The first sessions for Venus and Mars took place in November 1974, less than a year after the release of its predecessor, which was continuing its multi-platinum popularity at the time. After the trials and tribulations of their recordings for Band On The Run in Lagos, Nigeria, the initial sessions at Abbey Road would feature a newly augmented line-up. Paul and Linda McCartney and Denny Laine were now joined by lead guitarist Jimmy McCulloch and drummer Geoff Britton.
In London, the five-piece laid down “Letting Go,” “Love In Song,” and “Medicine Jar.” But a planned new year trip to New Orleans, for sessions at Sea Saint Studios, was dealt another blow by Britton’s sudden departure. New Yorker Joe English arrived as a swift replacement and, apparently unperturbed, Wings spent a highly productive month in the Crescent City completing what became another rewarding album.
Just ahead of the LP release, the uplifting “Listen To What The Man Said” arrived as an obvious first single and an irresistible hit. It reached No.1 in America and Canada and went Top 10 in many other countries, including the UK. Tom Scott enhanced the powerful melody and harmonised vocals with a memorable soprano saxophone solo, while former Traffic member Dave Mason added guitar.
Venus and Mars was a record with something for everyone, from the rocking riffs of “Venus and Mars/Rock Show” and “Call Me Back Again,” via the spoof 1920s-style love song “You Gave Me The Answer” to the McCulloch/Colin Allen composition “Medicine Jar.” There was even a brief, closing instrumental version of the theme from the long-running British TV soap opera Crossroads, which was featured on the show for a while.
McCartney and Mardi Gras
“We went down to New Orleans in search of a musical town and the weather,” explained McCartney to Melody Maker as the album was released. “And then we found out Mardi Gras was on while we were there. I’d written most of the stuff before we got there, and Jimmy had written one of the tracks with a mate of his.

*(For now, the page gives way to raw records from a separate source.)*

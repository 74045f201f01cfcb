//! Attribute values and time codes.

use std::collections::BTreeMap;
use std::fmt;

use glam::{DMat4, DVec3};
use serde::{Deserialize, Serialize};

/// Time at which a value is authored.
#[derive(Clone, Copy, Debug, PartialEq)]
pub enum TimeCode {
    /// The non-animated default value.
    Default,
    /// A time sample.
    Time(f64),
}

impl TimeCode {
    /// Check if this is the default time.
    #[inline]
    pub fn is_default(&self) -> bool {
        matches!(self, Self::Default)
    }

    /// Sample time, `None` for the default time.
    #[inline]
    pub fn time(&self) -> Option<f64> {
        match self {
            Self::Default => None,
            Self::Time(t) => Some(*t),
        }
    }
}

impl Default for TimeCode {
    fn default() -> Self {
        Self::Default
    }
}

/// Scalar type of an attribute.
#[derive(Clone, Copy, Debug, PartialEq, Eq, Hash, PartialOrd, Ord)]
pub enum ValueType {
    Bool,
    Int,
    Double,
    String,
    Token,
    Asset,
    Double3,
    Matrix4d,
    IntArray,
    DoubleArray,
    Double3Array,
    TokenArray,
    Dictionary,
}

impl ValueType {
    /// All types in tag order.
    pub const ALL: [ValueType; 13] = [
        Self::Bool,
        Self::Int,
        Self::Double,
        Self::String,
        Self::Token,
        Self::Asset,
        Self::Double3,
        Self::Matrix4d,
        Self::IntArray,
        Self::DoubleArray,
        Self::Double3Array,
        Self::TokenArray,
        Self::Dictionary,
    ];

    /// Type name as written in text layers.
    pub fn name(&self) -> &'static str {
        match self {
            Self::Bool => "bool",
            Self::Int => "int64",
            Self::Double => "double",
            Self::String => "string",
            Self::Token => "token",
            Self::Asset => "asset",
            Self::Double3 => "double3",
            Self::Matrix4d => "matrix4d",
            Self::IntArray => "int64[]",
            Self::DoubleArray => "double[]",
            Self::Double3Array => "double3[]",
            Self::TokenArray => "token[]",
            Self::Dictionary => "dictionary",
        }
    }

    /// Look up a type by its text name.
    pub fn from_name(name: &str) -> Option<Self> {
        Self::ALL.iter().copied().find(|t| t.name() == name)
    }

    /// Binary tag.
    pub fn tag(&self) -> u8 {
        Self::ALL.iter().position(|t| t == self).unwrap_or(0) as u8
    }

    /// Type from a binary tag.
    pub fn from_tag(tag: u8) -> Option<Self> {
        Self::ALL.get(tag as usize).copied()
    }
}

impl fmt::Display for ValueType {
    fn fmt(&self, f: &mut fmt::Formatter<'_>) -> fmt::Result {
        f.write_str(self.name())
    }
}

/// Attribute or metadata value.
///
/// Deserializes from `{"type": "double3", "value": [0, 1, 0]}`.
#[derive(Clone, Debug, PartialEq, Serialize, Deserialize)]
#[serde(tag = "type", content = "value")]
pub enum Value {
    #[serde(rename = "bool")]
    Bool(bool),
    #[serde(rename = "int64")]
    Int(i64),
    #[serde(rename = "double")]
    Double(f64),
    #[serde(rename = "string")]
    String(String),
    #[serde(rename = "token")]
    Token(String),
    #[serde(rename = "asset")]
    Asset(String),
    #[serde(rename = "double3")]
    Double3(DVec3),
    #[serde(rename = "matrix4d")]
    Matrix4d(DMat4),
    #[serde(rename = "int64[]")]
    IntArray(Vec<i64>),
    #[serde(rename = "double[]")]
    DoubleArray(Vec<f64>),
    #[serde(rename = "double3[]")]
    Double3Array(Vec<DVec3>),
    #[serde(rename = "token[]")]
    TokenArray(Vec<String>),
    #[serde(rename = "dictionary")]
    Dictionary(BTreeMap<String, Value>),
}

impl Value {
    /// Type of this value.
    pub fn value_type(&self) -> ValueType {
        match self {
            Self::Bool(_) => ValueType::Bool,
            Self::Int(_) => ValueType::Int,
            Self::Double(_) => ValueType::Double,
            Self::String(_) => ValueType::String,
            Self::Token(_) => ValueType::Token,
            Self::Asset(_) => ValueType::Asset,
            Self::Double3(_) => ValueType::Double3,
            Self::Matrix4d(_) => ValueType::Matrix4d,
            Self::IntArray(_) => ValueType::IntArray,
            Self::DoubleArray(_) => ValueType::DoubleArray,
            Self::Double3Array(_) => ValueType::Double3Array,
            Self::TokenArray(_) => ValueType::TokenArray,
            Self::Dictionary(_) => ValueType::Dictionary,
        }
    }

    /// Token or string payload.
    pub fn as_str(&self) -> Option<&str> {
        match self {
            Self::String(s) | Self::Token(s) | Self::Asset(s) => Some(s),
            _ => None,
        }
    }

    /// Numeric payload as f64.
    pub fn as_f64(&self) -> Option<f64> {
        match self {
            Self::Double(v) => Some(*v),
            Self::Int(v) => Some(*v as f64),
            _ => None,
        }
    }

    /// Matrix payload.
    pub fn as_matrix(&self) -> Option<DMat4> {
        match self {
            Self::Matrix4d(m) => Some(*m),
            _ => None,
        }
    }
}

impl From<bool> for Value {
    fn from(v: bool) -> Self {
        Self::Bool(v)
    }
}

impl From<i64> for Value {
    fn from(v: i64) -> Self {
        Self::Int(v)
    }
}

impl From<f64> for Value {
    fn from(v: f64) -> Self {
        Self::Double(v)
    }
}

impl From<&str> for Value {
    fn from(v: &str) -> Self {
        Self::String(v.to_string())
    }
}

impl From<DVec3> for Value {
    fn from(v: DVec3) -> Self {
        Self::Double3(v)
    }
}

impl From<DMat4> for Value {
    fn from(v: DMat4) -> Self {
        Self::Matrix4d(v)
    }
}
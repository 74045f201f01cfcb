//! # usd-export
//!
//! Scene export orchestration: walks a source scene graph, drives pluggable
//! prim writers and chasers, and produces a scene-description layer
//! (`.usda`, `.usd`/`.usdc` or a `.usdz` package).
//!
//! ## Modules
//!
//! - [`util`] - Errors and name sanitizing
//! - [`sdf`] - Output layers, paths, values, composition and packaging
//! - [`scene`] - Source scene contract and an in-memory host
//! - [`writer`] - Prim writer contract and built-in writers
//! - [`chaser`] - Export chaser contract and registry
//! - [`job`] - The export job: traversal, frames, variants, finalization
//!
//! ## Example
//!
//! ```ignore
//! use usd_export::{JobExportArgs, MemoryScene, WriteJob};
//!
//! let scene = MemoryScene::load("scene.json")?;
//! let args = JobExportArgs::default().with_time_samples(JobExportArgs::frame_range(1.0, 24.0, 1.0));
//! let mut job = WriteJob::new(args, &scene);
//! job.write("shot.usda", false)?;
//!
//! for (node, prim) in job.dag_to_usd_path_map() {
//!     println!("{} -> {}", node, prim);
//! }
//! ```

pub mod util;
pub mod sdf;
pub mod scene;
pub mod writer;
pub mod chaser;
pub mod job;

// Re-export commonly used types
pub use util::{Error, Result};
pub use sdf::{Layer, SdfPath, Stage, TimeCode, Value};
pub use scene::{MemoryScene, NodePath, SceneGraph};
pub use writer::{PrimWriter, WriterContext, WriterRegistry};
pub use chaser::{ChaserArgs, ChaserContext, ChaserRegistry, ExportChaser};
pub use job::{ExportCallbacks, JobExportArgs, WriteJob};

/// Prelude module for convenient imports
pub mod prelude {
    pub use crate::util::{Error, Result};
    pub use crate::sdf::{Layer, SdfPath, Stage, TimeCode, Value};
    pub use crate::scene::{MemoryScene, NodeCategory, NodePath, SceneGraph};
    pub use crate::writer::{PrimWriter, WriterContext, WriterRegistry};
    pub use crate::chaser::{ChaserArgs, ChaserContext, ChaserRegistry, ExportChaser};
    pub use crate::job::{
        Compatibility, ExportCallbacks, JobExportArgs, RenderLayerMode, RootPrimType, UnitsOption,
        UpAxisOption, WriteJob,
    };
}
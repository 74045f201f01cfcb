//! Conversions from host node names to prim names.

/// Namespace delimiter used by host node names.
pub const NAMESPACE_DELIMITER: char = ':';

/// Make an arbitrary string a valid prim identifier.
///
/// Invalid characters become `_` and a leading digit gets a `_` prefix.
pub fn make_valid_identifier(name: &str) -> String {
    let mut out = String::with_capacity(name.len() + 1);
    for c in name.chars() {
        if c.is_ascii_alphanumeric() || c == '_' {
            out.push(c);
        } else {
            out.push('_');
        }
    }
    if out.is_empty() {
        return "_".to_string();
    }
    if out.as_bytes()[0].is_ascii_digit() {
        out.insert(0, '_');
    }
    out
}

/// Check whether a name is already a valid prim identifier.
pub fn is_valid_identifier(name: &str) -> bool {
    let mut chars = name.chars();
    match chars.next() {
        Some(c) if c.is_ascii_alphabetic() || c == '_' => {}
        _ => return false,
    }
    chars.all(|c| c.is_ascii_alphanumeric() || c == '_')
}

/// Strip all namespaces from a single node name (`ns1:ns2:cube` -> `cube`).
pub fn strip_namespace(name: &str) -> &str {
    match name.rfind(NAMESPACE_DELIMITER) {
        Some(i) => &name[i + 1..],
        None => name,
    }
}

/// Convert one node name into a prim name.
///
/// With `strip_namespaces` the namespaces are dropped, otherwise the
/// namespace delimiter is folded into the name as `_`.
pub fn node_name_to_prim_name(name: &str, strip_namespaces: bool) -> String {
    let base = if strip_namespaces {
        strip_namespace(name).to_string()
    } else {
        name.replace(NAMESPACE_DELIMITER, "_")
    };
    make_valid_identifier(&base)
}

/// Convert a user supplied root name (`|group1`, `ns:group1`, `|a|b`) to a prim name.
///
/// Only the leaf component is kept, since a root becomes a top-level prim.
pub fn root_name_to_prim_name(name: &str, strip_namespaces: bool) -> String {
    let leaf = name
        .rsplit(|c| c == '|' || c == '/')
        .find(|s| !s.is_empty())
        .unwrap_or_default();
    node_name_to_prim_name(leaf, strip_namespaces)
}

#[cfg(test)]
mod tests {
    use super::*;

    #[test]
    fn test_identifiers() {
        assert_eq!(make_valid_identifier("pCube1"), "pCube1");
        assert_eq!(make_valid_identifier("1abc"), "_1abc");
        assert_eq!(make_valid_identifier("a-b c"), "a_b_c");
        assert_eq!(make_valid_identifier(""), "_");
        assert!(is_valid_identifier("_x9"));
        assert!(!is_valid_identifier("9x"));
        assert!(!is_valid_identifier(""));
    }

    #[test]
    fn test_namespaces() {
        assert_eq!(node_name_to_prim_name("ns1:ns2:cube", true), "cube");
        assert_eq!(node_name_to_prim_name("ns1:cube", false), "ns1_cube");
        assert_eq!(root_name_to_prim_name("|ns:group1", true), "group1");
        assert_eq!(root_name_to_prim_name("group1|child", false), "child");
        assert_eq!(root_name_to_prim_name("None", false), "None");
    }
}
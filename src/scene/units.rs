//! Up axis and linear units of the source scene.

use std::fmt;
use std::str::FromStr;

use serde::{Deserialize, Serialize};

use crate::util::Error;

/// Scene up axis.
#[derive(Clone, Copy, Debug, Default, PartialEq, Eq, Serialize, Deserialize)]
#[serde(rename_all = "lowercase")]
pub enum Axis {
    #[default]
    Y,
    Z,
}

impl Axis {
    /// Token authored as layer `upAxis`.
    pub fn token(&self) -> &'static str {
        match self {
            Self::Y => "Y",
            Self::Z => "Z",
        }
    }
}

/// Linear distance unit.
#[derive(Clone, Copy, Debug, Default, PartialEq, Eq, Hash, Serialize, Deserialize)]
#[serde(try_from = "String", into = "String")]
pub enum DistanceUnit {
    Nanometers,
    Micrometers,
    Millimeters,
    #[default]
    Centimeters,
    Decimeters,
    Meters,
    Kilometers,
    LightYears,
    Inches,
    Feet,
    Yards,
    Miles,
}

impl DistanceUnit {
    /// All units.
    pub const ALL: [DistanceUnit; 12] = [
        Self::Nanometers,
        Self::Micrometers,
        Self::Millimeters,
        Self::Centimeters,
        Self::Decimeters,
        Self::Meters,
        Self::Kilometers,
        Self::LightYears,
        Self::Inches,
        Self::Feet,
        Self::Yards,
        Self::Miles,
    ];

    /// Option token (`cm`, `inch`, ...).
    pub fn token(&self) -> &'static str {
        match self {
            Self::Nanometers => "nm",
            Self::Micrometers => "um",
            Self::Millimeters => "mm",
            Self::Centimeters => "cm",
            Self::Decimeters => "dm",
            Self::Meters => "m",
            Self::Kilometers => "km",
            Self::LightYears => "lightyear",
            Self::Inches => "inch",
            Self::Feet => "foot",
            Self::Yards => "yard",
            Self::Miles => "mile",
        }
    }

    /// Length of one unit in meters.
    pub fn meters_per_unit(&self) -> f64 {
        match self {
            Self::Nanometers => 1e-9,
            Self::Micrometers => 1e-6,
            Self::Millimeters => 1e-3,
            Self::Centimeters => 1e-2,
            Self::Decimeters => 0.1,
            Self::Meters => 1.0,
            Self::Kilometers => 1000.0,
            Self::LightYears => 9.4607304725808e15,
            Self::Inches => 0.0254,
            Self::Feet => 0.3048,
            Self::Yards => 0.9144,
            Self::Miles => 1609.344,
        }
    }

    /// Unit whose meters-per-unit matches `mpu`, if any.
    pub fn from_meters_per_unit(mpu: f64) -> Option<Self> {
        Self::ALL
            .iter()
            .copied()
            .find(|u| (u.meters_per_unit() - mpu).abs() <= mpu.abs() * 1e-9)
    }
}

impl FromStr for DistanceUnit {
    type Err = Error;

    fn from_str(s: &str) -> Result<Self, Self::Err> {
        Self::ALL
            .iter()
            .copied()
            .find(|u| u.token() == s)
            .ok_or_else(|| Error::InvalidOption {
                option: "unit",
                value: s.to_string(),
            })
    }
}

impl TryFrom<String> for DistanceUnit {
    type Error = Error;

    fn try_from(s: String) -> Result<Self, Self::Error> {
        s.parse()
    }
}

impl From<DistanceUnit> for String {
    fn from(u: DistanceUnit) -> Self {
        u.token().to_string()
    }
}

impl fmt::Display for DistanceUnit {
    fn fmt(&self, f: &mut fmt::Formatter<'_>) -> fmt::Result {
        f.write_str(self.token())
    }
}

#[cfg(test)]
mod tests {
    use super::*;

    #[test]
    fn test_tokens() {
        for u in DistanceUnit::ALL {
            assert_eq!(u.token().parse::<DistanceUnit>().unwrap(), u);
            assert_eq!(DistanceUnit::from_meters_per_unit(u.meters_per_unit()), Some(u));
        }
        assert!("parsec".parse::<DistanceUnit>().is_err());
        assert_eq!(DistanceUnit::Decimeters.meters_per_unit(), 0.1);
    }

    #[test]
    fn test_axis_serde() {
        let a: Axis = serde_json::from_str("\"z\"").unwrap();
        assert_eq!(a, Axis::Z);
        assert_eq!(a.token(), "Z");
    }
}
impl<T: Clone> Animated<T> {
    fn new(value: T) -> Self {
        Self {
            value,
            samples: Vec::new(),
        }
    }

    fn set_sample(&mut self, time: f64, value: T) {
        match self.samples.binary_search_by(|(t, _)| t.total_cmp(&time)) {
            Ok(i) => self.samples[i].1 = value,
            Err(i) => self.samples.insert(i, (time, value)),
        }
    }

    fn at(&self, time: f64) -> T {
        if self.samples.is_empty() {
            return self.value.clone();
        }
        let idx = self
            .samples
            .partition_point(|(t, _)| *t <= time)
            .saturating_sub(1);
        self.samples[idx].1.clone()
    }

    fn is_animated(&self) -> bool {
        !self.samples.is_empty()
    }
}

#[derive(Clone, Debug)]
struct Node {
    node_type: String,
    children: Vec<String>,
    visible: bool,
    intermediate: bool,
    transform: Animated<DMat4>,
    attributes: BTreeMap<String, Animated<Value>>,
}

impl Node {
    fn new(node_type: &str) -> Self {
        Self {
            node_type: node_type.to_string(),
            children: Vec::new(),
            visible: true,
            intermediate: false,
            transform: Animated::new(DMat4::IDENTITY),
            attributes: BTreeMap::new(),
        }
    }
}

#[derive(Clone, Debug)]
struct RenderLayer {
    name: String,
    members: Vec<NodePath>,
}

/// Host state an export may change and restore.
#[derive(Debug)]
struct HostState {
    current_time: f64,
    current_render_layer: String,
    root_correction: DMat4,
}

/// Scene graph held in memory.
#[derive(Debug)]
pub struct MemoryScene {
    nodes: BTreeMap<NodePath, Node>,
    roots: Vec<String>,
    selection: Vec<NodePath>,
    render_layers: Vec<RenderLayer>,
    default_render_layer: String,
    up_axis: Axis,
    internal_unit: DistanceUnit,
    ui_unit: DistanceUnit,
    frames_per_second: f64,
    state: RwLock<HostState>,
}

impl Default for MemoryScene {
    fn default() -> Self {
        Self::new()
    }
}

“We’d been in Jamaica before we went to New Orleans and for the first time ever, I’d got all the songs together,” he went on. “I wrote it all out and stuck it all together like a scroll that went from here to the end of the room. So I had all that together and we just turned up and started recording.”
Ousting Captain Fantastic
The album entered the UK chart at No.3 before spending the first of two non-consecutive weeks at No.1, in a run of 14 weeks in the Top 10. In the US, where Venus and Mars was another million-seller, it had a week at the summit in July, replacing Elton John’s Captain Fantastic and the Brown Dirt Cowboy.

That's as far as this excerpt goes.